New approach to DNA research could be key to solving mysteries of deadly diseases

To analyze the genome or the genetic characteristics of a living organism, scientists typically rely on samples of millions of cells. The problem is that the DNA in each of our cells is not identical.

Until recently, the amount of DNA that could be extracted from a single cell couldn't provide enough material for genetic analysis, but advances in single-cell genomics could be the key to solving some of the mysteries of diseases like cancer, which is the result of damage to individual cells. It could also help researchers better understand complex bodily systems like the brain and the immune system that are composed of a variety of cell types, each with their own unique genetic characteristics.

As a means to solving the problems posed by single-cell genomics, a process called whole-gene amplification is providing researchers with ways to generate sufficient quantities of DNA necessary for analysis by replicating the genetic material extracted from each cell. The process is not without its challenges, but a paper by Shiwei Liu, a Ph.D. candidate in biology in the University of Virginia's College of Arts & Sciences; UVA biology professor Jennifer L. Güler; and others, published recently in the journal Genome Medicine, outlines an approach to whole-genome amplification resulting from a collaboration with neuroscientists in UVA's School of Medicine that could provide an effective framework for creating new and more effective treatments for a variety of diseases.

Güler and Liu study the single-celled protozoan parasite, called Plasmodium, that causes malaria, a disease that kills nearly half a million people every year. There are no effective vaccines in widespread use for the disease, and one of the problems the medical community faces is that the organism can rapidly develop resistance to the drugs that have been developed to wipe it out. Güler's team has been working to understand cellular mechanisms that allow it to survive and how genetic diversity within the parasite population affects its resistance to drugs.
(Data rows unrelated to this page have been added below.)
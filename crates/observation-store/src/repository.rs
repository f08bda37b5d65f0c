use crate::error::StoreError;
use chrono::{TimeZone, Utc};
use core_types::Observation;
use sqlx::sqlite::{SqliteConnectOptions, SqlitePool, SqlitePoolOptions};
use sqlx::FromRow;
use std::str::FromStr;

/// The `ObservationStore` provides a high-level interface to the observation
/// log. It supports exactly two operations, append and ordered read, and
/// persisted rows are never updated or deleted.
#[derive(Debug, Clone)]
pub struct ObservationStore {
    pool: SqlitePool,
}

/// Row shape of the `observations` table. `observed_at` is persisted as unix
/// epoch milliseconds so recency ordering is integral, not textual.
#[derive(Debug, Clone, FromRow)]
struct ObservationRow {
    asset: String,
    price: f64,
    market_cap: Option<f64>,
    change_24h: Option<f64>,
    observed_at: i64,
}

impl ObservationRow {
    fn into_observation(self) -> Result<Observation, StoreError> {
        let observed_at = Utc
            .timestamp_millis_opt(self.observed_at)
            .single()
            .ok_or_else(|| {
                StoreError::InvalidRow(format!(
                    "observed_at {} is not a valid timestamp",
                    self.observed_at
                ))
            })?;

        Ok(Observation {
            asset: self.asset,
            price: self.price,
            market_cap: self.market_cap,
            change_24h: self.change_24h,
            observed_at,
        })
    }
}

impl ObservationStore {
    /// Creates a new `ObservationStore` over a shared connection pool.
    pub fn new(pool: SqlitePool) -> Self {
        Self { pool }
    }

    /// An ephemeral single-connection store backed by an in-memory database,
    /// with the schema already applied. Used by tests and local experiments.
    pub async fn in_memory() -> Result<Self, StoreError> {
        let options = SqliteConnectOptions::from_str("sqlite::memory:")?;
        // One connection only: every pooled connection would otherwise get
        // its own private in-memory database.
        let pool = SqlitePoolOptions::new()
            .max_connections(1)
            .connect_with(options)
            .await?;

        let store = Self { pool };
        store.init_schema().await?;
        Ok(store)
    }

    /// Creates the observations table and its recency index if they do not
    /// exist yet. Safe to call on every startup.
    pub async fn init_schema(&self) -> Result<(), StoreError> {
        sqlx::query(
            r#"
            CREATE TABLE IF NOT EXISTS observations (
                id INTEGER PRIMARY KEY AUTOINCREMENT,
                asset TEXT NOT NULL,
                price REAL NOT NULL,
                market_cap REAL,
                change_24h REAL,
                observed_at INTEGER NOT NULL
            );
            "#,
        )
        .execute(&self.pool)
        .await?;

        // Index for the asset + recency lookups on the query path.
        sqlx::query(
            r#"
            CREATE INDEX IF NOT EXISTS idx_observations_asset_time
            ON observations (asset, observed_at);
            "#,
        )
        .execute(&self.pool)
        .await?;

        Ok(())
    }

    /// Durably persists one observation.
    pub async fn append(&self, observation: &Observation) -> Result<(), StoreError> {
        sqlx::query(
            r#"
            INSERT INTO observations (asset, price, market_cap, change_24h, observed_at)
            VALUES (?1, ?2, ?3, ?4, ?5)
            "#,
        )
        .bind(&observation.asset)
        .bind(observation.price)
        .bind(observation.market_cap)
        .bind(observation.change_24h)
        .bind(observation.observed_at.timestamp_millis())
        .execute(&self.pool)
        .await?;

        Ok(())
    }

    /// Returns the most recent `limit` observations for `asset`, ordered
    /// newest to oldest, truncated to fewer if fewer exist.
    ///
    /// The ordering key is `observed_at` descending; ties are broken by
    /// insertion order (most recently inserted first) so the window stays
    /// deterministic.
    pub async fn recent(&self, asset: &str, limit: usize) -> Result<Vec<Observation>, StoreError> {
        let rows = sqlx::query_as::<_, ObservationRow>(
            r#"
            SELECT asset, price, market_cap, change_24h, observed_at
            FROM observations
            WHERE asset = ?1
            ORDER BY observed_at DESC, id DESC
            LIMIT ?2
            "#,
        )
        .bind(asset)
        .bind(limit as i64)
        .fetch_all(&self.pool)
        .await?;

        rows.into_iter()
            .map(ObservationRow::into_observation)
            .collect()
    }
}

#[cfg(test)]
mod tests {
    use super::*;
    use chrono::DateTime;

    fn obs(asset: &str, price: f64, millis: i64) -> Observation {
        Observation {
            asset: asset.to_string(),
            price,
            market_cap: Some(1.0e9),
            change_24h: Some(0.5),
            observed_at: DateTime::from_timestamp_millis(millis).unwrap(),
        }
    }

    #[tokio::test]
    async fn append_then_recent_round_trips_all_fields() {
        let store = ObservationStore::in_memory().await.unwrap();

        let written = Observation {
            asset: "bitcoin".to_string(),
            price: 64250.5,
            market_cap: None,
            change_24h: Some(-2.41),
            observed_at: DateTime::from_timestamp_millis(1_700_000_000_000).unwrap(),
        };
        store.append(&written).await.unwrap();

        let read = store.recent("bitcoin", 10).await.unwrap();
        assert_eq!(read, vec![written]);
    }

    #[tokio::test]
    async fn recent_orders_newest_first() {
        let store = ObservationStore::in_memory().await.unwrap();
        store.append(&obs("bitcoin", 100.0, 1_000)).await.unwrap();
        store.append(&obs("bitcoin", 200.0, 3_000)).await.unwrap();
        store.append(&obs("bitcoin", 150.0, 2_000)).await.unwrap();

        let prices: Vec<f64> = store
            .recent("bitcoin", 10)
            .await
            .unwrap()
            .iter()
            .map(|o| o.price)
            .collect();
        assert_eq!(prices, vec![200.0, 150.0, 100.0]);
    }

    #[tokio::test]
    async fn recent_breaks_timestamp_ties_by_insertion_order() {
        let store = ObservationStore::in_memory().await.unwrap();
        // Identical observed_at for all three; insertion order must decide.
        store.append(&obs("bitcoin", 10.0, 5_000)).await.unwrap();
        store.append(&obs("bitcoin", 20.0, 5_000)).await.unwrap();
        store.append(&obs("bitcoin", 30.0, 5_000)).await.unwrap();

        let prices: Vec<f64> = store
            .recent("bitcoin", 10)
            .await
            .unwrap()
            .iter()
            .map(|o| o.price)
            .collect();
        assert_eq!(prices, vec![30.0, 20.0, 10.0]);
    }

    #[tokio::test]
    async fn recent_truncates_to_the_requested_limit() {
        let store = ObservationStore::in_memory().await.unwrap();
        for i in 0..5 {
            store
                .append(&obs("bitcoin", i as f64, 1_000 * (i + 1)))
                .await
                .unwrap();
        }

        let window = store.recent("bitcoin", 2).await.unwrap();
        assert_eq!(window.len(), 2);
        assert_eq!(window[0].price, 4.0);
        assert_eq!(window[1].price, 3.0);
    }

    #[tokio::test]
    async fn recent_is_empty_for_an_unknown_asset() {
        let store = ObservationStore::in_memory().await.unwrap();
        store.append(&obs("bitcoin", 100.0, 1_000)).await.unwrap();

        let window = store.recent("ethereum", 10).await.unwrap();
        assert!(window.is_empty());
    }

    #[tokio::test]
    async fn histories_of_different_assets_stay_separate() {
        let store = ObservationStore::in_memory().await.unwrap();
        store.append(&obs("bitcoin", 100.0, 1_000)).await.unwrap();
        store.append(&obs("ethereum", 4.0, 2_000)).await.unwrap();

        let bitcoin = store.recent("bitcoin", 10).await.unwrap();
        assert_eq!(bitcoin.len(), 1);
        assert_eq!(bitcoin[0].price, 100.0);
    }
}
"If you take them on a single-cell level, we start to appreciate that individual cells in a population of cells actually have small differences, and those small differences might not be noticeable, but they can have an impact if they disrupt how drugs or other treatments work," Güler said.
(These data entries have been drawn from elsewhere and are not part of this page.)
use crate::error::ConfigError;
use serde::Deserialize;
use std::net::{IpAddr, Ipv4Addr};

/// The root configuration structure for the entire application.
#[derive(Debug, Clone, Deserialize)]
pub struct Config {
    pub provider: ProviderConfig,
    pub tracker: TrackerConfig,
    #[serde(default)]
    pub statistics: StatisticsConfig,
    #[serde(default)]
    pub server: ServerConfig,
}

/// Settings for the upstream market-data provider.
#[derive(Debug, Clone, Deserialize)]
pub struct ProviderConfig {
    /// Base URL of the provider's REST API (e.g. "https://api.coingecko.com/api/v3").
    pub base_url: String,
    /// The reporting currency for all price fields.
    #[serde(default = "default_vs_currency")]
    pub vs_currency: String,
    /// Optional Pro API key, sent as the `x-cg-pro-api-key` header when present.
    /// Supplied via the COINWATCH__PROVIDER__API_KEY environment variable.
    #[serde(default)]
    pub api_key: Option<String>,
}

/// The tracked asset set and the recurrence of its scheduled ingestion.
#[derive(Debug, Clone, Deserialize)]
pub struct TrackerConfig {
    /// Provider-side ids of the assets ingested on every cycle.
    pub assets: Vec<String>,
    /// Seconds between scheduled ingestion cycles.
    #[serde(default = "default_interval_secs")]
    pub interval_secs: u64,
}

/// Parameters for the windowed-statistics query path.
#[derive(Debug, Clone, Deserialize)]
pub struct StatisticsConfig {
    /// Maximum number of recent observations used for the deviation query.
    #[serde(default = "default_deviation_window")]
    pub deviation_window: usize,
}

/// Bind address for the query API.
#[derive(Debug, Clone, Deserialize)]
pub struct ServerConfig {
    #[serde(default = "default_host")]
    pub host: IpAddr,
    #[serde(default = "default_port")]
    pub port: u16,
}

impl Config {
    /// Rejects configurations that would make the scheduler or the query
    /// path degenerate at runtime.
    pub fn validate(&self) -> Result<(), ConfigError> {
        if self.provider.base_url.trim().is_empty() {
            return Err(ConfigError::ValidationError(
                "provider.base_url must not be empty".to_string(),
            ));
        }
        if self.tracker.assets.is_empty() {
            return Err(ConfigError::ValidationError(
                "tracker.assets must list at least one asset".to_string(),
            ));
        }
        if self.tracker.assets.iter().any(|a| a.trim().is_empty()) {
            return Err(ConfigError::ValidationError(
                "tracker.assets must not contain empty identifiers".to_string(),
            ));
        }
        if self.tracker.interval_secs == 0 {
            return Err(ConfigError::ValidationError(
                "tracker.interval_secs must be greater than zero".to_string(),
            ));
        }
        if self.statistics.deviation_window == 0 {
            return Err(ConfigError::ValidationError(
                "statistics.deviation_window must be greater than zero".to_string(),
            ));
        }
        Ok(())
    }
}

impl Default for StatisticsConfig {
    fn default() -> Self {
        Self {
            deviation_window: default_deviation_window(),
        }
    }
}

impl Default for ServerConfig {
    fn default() -> Self {
        Self {
            host: default_host(),
            port: default_port(),
        }
    }
}

fn default_vs_currency() -> String {
    "usd".to_string()
}

// Two hours.
fn default_interval_secs() -> u64 {
    7200
}

fn default_deviation_window() -> usize {
    100
}

fn default_host() -> IpAddr {
    IpAddr::V4(Ipv4Addr::UNSPECIFIED)
}

fn default_port() -> u16 {
    3000
}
In recent years, scientists have been finding ways to capture and extract DNA from single cells, which makes it possible to identify the small but critical differences between individual cells. However, the process requires a series of steps that create additional problems for researchers attempting to amplify the DNA, a process that involves reproducing enough identical copies of that DNA to be able to identify, or sequence, its component parts. The amplification process is especially challenging for malaria researchers.

"The genome of the malaria parasite is really small, almost 300 times smaller than the human genome, so if we capture one genome from the malaria parasite, we're starting at a much lower level than we need to be able sequence it, so we have to use a really sensitive, highly specific method to be able to amplify it," Güler explained. "Then you sequence it, and presumably everything in that sequence of all those different copies is going to reflect that first genome, and this is where a big challenge comes in. When you make those many copies, you introduce errors, and you can't always assume that those many copies reflect the initial genome. That's been a big problem in single-cell genomics."
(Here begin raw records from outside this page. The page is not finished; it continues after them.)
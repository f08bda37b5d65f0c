use crate::error::IngestError;
use chrono::{DateTime, Utc};

/// The outcome of one asset's fetch-and-persist attempt.
#[derive(Debug)]
pub struct AssetOutcome {
    pub asset: String,
    pub result: Result<(), IngestError>,
}

/// Per-asset record of one full pass across the tracked asset set.
#[derive(Debug)]
pub struct IngestionReport {
    pub started_at: DateTime<Utc>,
    pub outcomes: Vec<AssetOutcome>,
}

impl IngestionReport {
    pub fn succeeded(&self) -> usize {
        self.outcomes.iter().filter(|o| o.result.is_ok()).count()
    }

    pub fn failed(&self) -> usize {
        self.outcomes.len() - self.succeeded()
    }
}
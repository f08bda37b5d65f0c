use thiserror::Error;

#[derive(Error, Debug)]
pub enum StoreError {
    #[error("Failed to load environment variables for the store connection: {0}")]
    ConnectionConfig(String),

    #[error("Database operation failed: {0}")]
    Database(#[from] sqlx::Error),

    #[error("Invalid persisted data: {0}")]
    InvalidRow(String),
}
Because the Plasmodium parasite lives in the human bloodstream, Güler and her team also needed a method that would allow them to preferentially amplify the genome of the protozoan over its host, a problem that is unique to studying organisms that live inside the cells of other organisms.

The solution came as the result of a collaboration with Mike McConnell, a neuroscientist who works as an investigator at the Lieber Institute for Brain Development Maltz Research Laboratories in Baltimore. Güler met McConnell when he worked in the UVA School of Medicine's Department of Biochemistry and Molecular Genetics.

McConnell specializes in single-cell genome analysis for human brain cells and had already developed strategies for capturing single cells. He had also worked with Ian Burbulis, an assistant professor of biochemistry and molecular genetics at UVA, to use a method called multiple annealing and looping based amplification cycles, or MALBAC, to solve some of the problems inherent in the process of single-cell genome amplification.

Güler recognized the similarities in the challenges they were facing, and her team was able to use McConnell's method for capturing single cells and was also able to adapt the MALBAC method for use in reproducing the Plasmodium DNA accurately while limiting the contamination that can be caused by its host's DNA.